The Indian film industry is the oldest and the largest in the world with over 1200 movies released annually. The majority of films are made in the South Indian languages mostly Telugu, Tamil and Malayalam, but Hindi films take the largest box office share. Mumbai (Bombay), Chennai (Madras), Kolkata (Calcutta), Bangalore and Hyderabad are the main film production centers. With more than12000 cinema halls, the Indian film industry turn out more than 1000 films a year to hugely appreciative audiences around the world.
The first exposure to motion pictures that India received was when the Lumiere Brothers' Cinematographe unveiled six soundless short films, on July 7, 1896, at the Watson Hotel in Mumbai.The first exposing of celluloid in a camera by an Indian and its consequent screening took place in 1899, when Save Dada shot two short films and exhibited them under Edison's projecting kinetoscope. As the early 1900s rolled in, with the country poised for major social and political reforms, a new entertainment form dawned in India -- the cinema.
Dadasaheb Phalke -- a man of versatile talent, who had a varied career as a painter, photographer, playwright and magician before he took to film -- was responsible for the production of India's first fully indigenous silent feature film, Raja Harishchandra, adapted from the Mahabharata.The film had titles in Hindi and English, and was released on May 3, 1913 at the Coronation Cinema in Mumbai. This laid the foundation of what, in time, would grow to become the largest film producing industry in the world. After stepping into 1920, Indian cinema gradually assumed the shape of a regular industry, producing silent films and also coming within the purview of the law. The new decade saw the arrival of many new companies and filmmakers. Directors such as Dhiren Ganguly, Baburao Painter, Suchet Singh, Chandulal Shah, Ardershir Irani and V Shantaram were among the early pioneers. The increased profitability of the cinema enabled filmmakers to reinvest their gains in new productions and additional infrastructure such as studios, laboratories and theatres. By 1925, Mumbai had already become India's cinema capital. The most remarkable thing about the birth of the sound film in India is it came with a bang and quickly displaced silent movies.

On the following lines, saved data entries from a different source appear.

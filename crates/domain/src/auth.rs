//! Caller identity and the role checks the order service applies.

use common::{MerchantId, UserId};
use serde::{Deserialize, Serialize};

use crate::order::Money;

/// Authority level of a caller, from least to most privileged.
#[derive(
    Debug, Clone, Copy, PartialEq, Eq, PartialOrd, Ord, Hash, Default, Serialize, Deserialize,
)]
#[serde(rename_all = "SCREAMING_SNAKE_CASE")]
pub enum Role {
    #[default]
    NoAuthority,
    Moderator,
    Admin,
    SuperAdmin,
    OpAdmin,
}

impl Role {
    /// Returns the wire name of the role.
    pub fn as_str(&self) -> &'static str {
        match self {
            Role::NoAuthority => "NO_AUTHORITY",
            Role::Moderator => "MODERATOR",
            Role::Admin => "ADMIN",
            Role::SuperAdmin => "SUPER_ADMIN",
            Role::OpAdmin => "OP_ADMIN",
        }
    }

    /// Parses a role name. Unknown names carry no authority.
    pub fn from_name(name: &str) -> Self {
        match name {
            "MODERATOR" => Role::Moderator,
            "ADMIN" => Role::Admin,
            "SUPER_ADMIN" => Role::SuperAdmin,
            "OP_ADMIN" => Role::OpAdmin,
            _ => Role::NoAuthority,
        }
    }

    pub fn is_moderator(&self) -> bool {
        *self >= Role::Moderator
    }

    pub fn is_admin(&self) -> bool {
        *self >= Role::Admin
    }

    pub fn is_super_admin(&self) -> bool {
        *self >= Role::SuperAdmin
    }
}

impl std::fmt::Display for Role {
    fn fmt(&self, f: &mut std::fmt::Formatter<'_>) -> std::fmt::Result {
        write!(f, "{}", self.as_str())
    }
}

impl std::str::FromStr for Role {
    type Err = std::convert::Infallible;

    fn from_str(s: &str) -> Result<Self, Self::Err> {
        Ok(Role::from_name(s))
    }
}

/// Craftsman attributes of a user working for a merchant.
#[derive(Debug, Clone, PartialEq, Eq, Serialize, Deserialize)]
pub struct CraftsmanProfile {
    pub merchant_id: MerchantId,
    pub hourly_rate: Money,
}

/// Verified identity of the caller.
#[derive(Debug, Clone, PartialEq, Eq, Serialize, Deserialize)]
pub struct Claims {
    pub user_id: UserId,
    pub role: Role,
    #[serde(default)]
    pub craftsman: Option<CraftsmanProfile>,
}

impl Claims {
    /// Creates claims without a craftsman profile.
    pub fn new(user_id: UserId, role: Role) -> Self {
        Self {
            user_id,
            role,
            craftsman: None,
        }
    }

    /// Attaches a craftsman profile for the given merchant.
    pub fn with_craftsman(mut self, merchant_id: MerchantId, hourly_rate: Money) -> Self {
        self.craftsman = Some(CraftsmanProfile {
            merchant_id,
            hourly_rate,
        });
        self
    }

    pub fn is_craftsman(&self) -> bool {
        self.craftsman.is_some()
    }

    /// Returns the merchant the caller crafts for, if any.
    pub fn merchant_id(&self) -> Option<MerchantId> {
        self.craftsman.as_ref().map(|c| c.merchant_id)
    }
}

/// Returns true if the caller may read orders.
pub fn can_read(claims: Option<&Claims>) -> bool {
    claims.is_some_and(|c| c.role.is_moderator())
}

/// Returns true if the caller may create or modify orders.
pub fn can_write(claims: Option<&Claims>) -> bool {
    claims.is_some_and(|c| c.role.is_admin() && c.is_craftsman())
}

#[cfg(test)]
mod tests {
    use super::*;

    fn claims(role: Role, craftsman: bool) -> Claims {
        let claims = Claims::new(UserId::new(), role);
        if craftsman {
            claims.with_craftsman(MerchantId::new(), Money::from_units(25))
        } else {
            claims
        }
    }

    #[test]
    fn test_role_ordering() {
        assert!(Role::NoAuthority < Role::Moderator);
        assert!(Role::Moderator < Role::Admin);
        assert!(Role::Admin < Role::SuperAdmin);
        assert!(Role::SuperAdmin < Role::OpAdmin);
    }

    #[test]
    fn test_rank_predicates() {
        assert!(!Role::NoAuthority.is_moderator());
        assert!(Role::Moderator.is_moderator());
        assert!(!Role::Moderator.is_admin());
        assert!(Role::OpAdmin.is_admin());
        assert!(Role::OpAdmin.is_super_admin());
        assert!(!Role::Admin.is_super_admin());
    }

    #[test]
    fn test_role_names() {
        for role in [
            Role::NoAuthority,
            Role::Moderator,
            Role::Admin,
            Role::SuperAdmin,
            Role::OpAdmin,
        ] {
            assert_eq!(Role::from_name(role.as_str()), role);
        }
        assert_eq!("ROOT".parse::<Role>().unwrap(), Role::NoAuthority);
        assert_eq!(
            serde_json::to_string(&Role::SuperAdmin).unwrap(),
            "\"SUPER_ADMIN\""
        );
    }

    #[test]
    fn test_write_requires_admin_craftsman() {
        assert!(!can_write(None));
        assert!(!can_write(Some(&claims(Role::Moderator, true))));
        assert!(!can_write(Some(&claims(Role::Admin, false))));
        assert!(can_write(Some(&claims(Role::Admin, true))));
        assert!(can_write(Some(&claims(Role::OpAdmin, true))));
    }

    #[test]
    fn test_read_requires_moderator() {
        assert!(!can_read(None));
        assert!(!can_read(Some(&claims(Role::NoAuthority, true))));
        assert!(can_read(Some(&claims(Role::Moderator, false))));
        assert!(can_read(Some(&claims(Role::SuperAdmin, false))));
    }

    #[test]
    fn test_merchant_from_profile() {
        let merchant = MerchantId::new();
        let claims = Claims::new(UserId::new(), Role::Admin)
            .with_craftsman(merchant, Money::from_units(40));
        assert_eq!(claims.merchant_id(), Some(merchant));
        assert!(claims.is_craftsman());
    }
}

The first Indian talkie, Alam Ara (1931) was a 124-minute feature produced by the Imperial Film Company in Mumbai and directed by Ardershir Irani. Advertised as an all talking, all singing, all dancing film, it brought revolutionary changes in the whole set up of the industry The 1930s are recognised as a decade of social protest in the history of Indian cinema. Three big banner production companies -- Prabhat, Bombay Talkies and New Theatres -- took the lead in making gripping but entertaining films for all classes. A number of films that made a strong plea against social injustice were produced in this period, specifically some by V Shantaram. V Shantaram's illustrious career spanned seven decades from the 1920s to 1986. He was arguably the most innovative and ambitious filmmaker in the industry's history, creating 105 films as a director, producer and actor. His first talkie and bilingual film in 1932, Ayodhye Cha Raja, was about a legendary Indian king loved by all his subjects and remembered for his fairness Mehboob Khan's Mother India (1957), for instance, focused on political themes and social critique within a pop culture setting. The 1960s began with a bang with the release of K Asif's Mughal-E-Azam, which set a box-office record. An epic about Prince Salim, son of the Emperor Akbar, and his forbidden romance with court dancer Anarkali, it was one of the most expensive films to produce at the time and took 10 years to make.